Current-day France offers guided tours.
There’s a knitting/other crafts shop in my town.
Having read your post I am beginning to suspect this endless line of little old ladies are not really knitters, but spelunkers.
Some of the residents find them charming rather than ‘disturbing and intrusive’, despite the number of crimes they have solved.
I am wary of anyone combining two hobbies in this fashion.
I should never have moved to Cabot Cave.
Yeah. I explored the sewer back in brand spanking new Highlands Ranch Colorado at the time. Lifting up the final manhole cover is like nothing else. I even got my dad to come “explore” it. Sure you had to make sure no thunderstorms were coming in. But great fun.
Speaking of shit can you imagine the amount of it they’re gonna catch when they go back to school on Monday. If I was a parent of one of these little dopes, I’d secretly be proud of them for such a stunt. The kids are alright!
In Melbourne in the 80’s and 90’s we had the Cave Clan for these sorts of adventures. They induced a lot of hand wringing and pearl clutching.
Wow! I was visiting Littleton during new construction, having went on a family summer to visit friends there. Great exploration fun!
One of my partners pointed out that they probably hadn’t learned about Theseus yet. I acknowledge that, but still maintain that bringing along chalk to mark your passage isn’t exactly complex thinking. Of course they also left their backpacks at the entrance, so they’re probably not really destined to reach second level.
(Where’s your 10’ pole? Which one of you is the rogue? Who’s got the light source? Where are your iron rations? Gah. Kids these days!)
To be fair, they are level 0 adventurers. If they survive exploring the sewers one more time they’ll make it to level 1.
Yeah, OK, I can buy that one. I’ve run similar games, usually at a convention or something like that, with no serious combat encounters. Alright kids, after you’ve served your year or two of being grounded, try a short wilderness adventure (“Lost, Starving, and Itchy in the Grand Forest”) then you can continue on into 1st level adventuring.
Lost, Starving, and Itchy in the Grand Forest
Sounds like my first camping trip with my dad…
One of the benefits of growing up in rural PA is that we never realized until we were much older that “playing in the creek” was actually the city equivalent of “exploring the sewers.”
Some cities have a separate storm runoff from their sewers… NYC isn’t one of those.

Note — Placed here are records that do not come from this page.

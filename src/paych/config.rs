use super::PaychError;
use crate::storage::PAYMENT_CHANNEL_STORE_PREFIX;
use crate::voucher::TokenAmount;
use num_bigint::BigInt;
use serde::{Deserialize, Serialize};
use std::time::Duration;

/// Smallest units per whole token
const ATTO_PER_TOKEN: u64 = 1_000_000_000_000_000_000;
const DEFAULT_GAS_COST_TOKENS: u64 = 100;

// ============================================================================
// MANAGER CONFIG
// ============================================================================

/// Configuration for the payment channel manager
#[derive(Clone, Debug, Serialize, Deserialize)]
pub struct ManagerConfig {
    /// Gas price attached to every submitted message
    pub gas_price: TokenAmount,
    /// Gas limit attached to every submitted message
    pub gas_limit: u64,
    /// Upper bound on the synchronous wait variants, in seconds
    pub wait_timeout_secs: u64,
    /// Namespace of the channel records in the database
    pub store_namespace: String,
    /// Buffered manager events per subscriber
    pub event_capacity: usize,
    /// Tracked creation outcomes before untaken finished ones are dropped
    pub creation_history: usize,
}

impl ManagerConfig {
    pub fn new() -> Self {
        Self::default()
    }

    pub fn with_gas_price(mut self, price: impl Into<TokenAmount>) -> Self {
        self.gas_price = price.into();
        self
    }

    pub fn with_gas_limit(mut self, limit: u64) -> Self {
        self.gas_limit = limit;
        self
    }

    pub fn with_wait_timeout_secs(mut self, secs: u64) -> Self {
        self.wait_timeout_secs = secs;
        self
    }

    pub fn with_store_namespace(mut self, namespace: &str) -> Self {
        self.store_namespace = namespace.to_string();
        self
    }

    pub fn with_event_capacity(mut self, capacity: usize) -> Self {
        self.event_capacity = capacity;
        self
    }

    pub fn with_creation_history(mut self, history: usize) -> Self {
        self.creation_history = history;
        self
    }

    pub fn wait_timeout(&self) -> Duration {
        Duration::from_secs(self.wait_timeout_secs)
    }

    /// Validate the configuration
    pub fn validate(&self) -> Result<(), PaychError> {
        if self.gas_limit == 0 {
            return Err(PaychError::InvalidConfig("gas_limit must be > 0".to_string()));
        }
        if self.wait_timeout_secs == 0 {
            return Err(PaychError::InvalidConfig(
                "wait_timeout_secs must be > 0".to_string(),
            ));
        }
        if self.store_namespace.is_empty() {
            return Err(PaychError::InvalidConfig(
                "store_namespace cannot be empty".to_string(),
            ));
        }
        if self.event_capacity == 0 {
            return Err(PaychError::InvalidConfig(
                "event_capacity must be > 0".to_string(),
            ));
        }
        if self.creation_history == 0 {
            return Err(PaychError::InvalidConfig(
                "creation_history must be > 0".to_string(),
            ));
        }
        Ok(())
    }
}

impl Default for ManagerConfig {
    fn default() -> Self {
        Self {
            gas_price: BigInt::from(DEFAULT_GAS_COST_TOKENS) * BigInt::from(ATTO_PER_TOKEN),
            gas_limit: 5000,
            wait_timeout_secs: 300,
            store_namespace: PAYMENT_CHANNEL_STORE_PREFIX.to_string(),
            event_capacity: 64,
            creation_history: 1024,
        }
    }
}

I grew up across the street from a baseball field that was between the entrance to Riker’s and LaGuardia airport, and there were two 8 foot outlets for this system on either side running into ravines that led to Long Island Sound. We were pretty adventurous but there was nothing that could have made us go into those with all of the rats and waterbugs (a largish form of flying roach) and the slightly green output into Bowery Bay… .when I was a kid someone dropped a M80 into one of the road storm grates and a flood of roaches came out.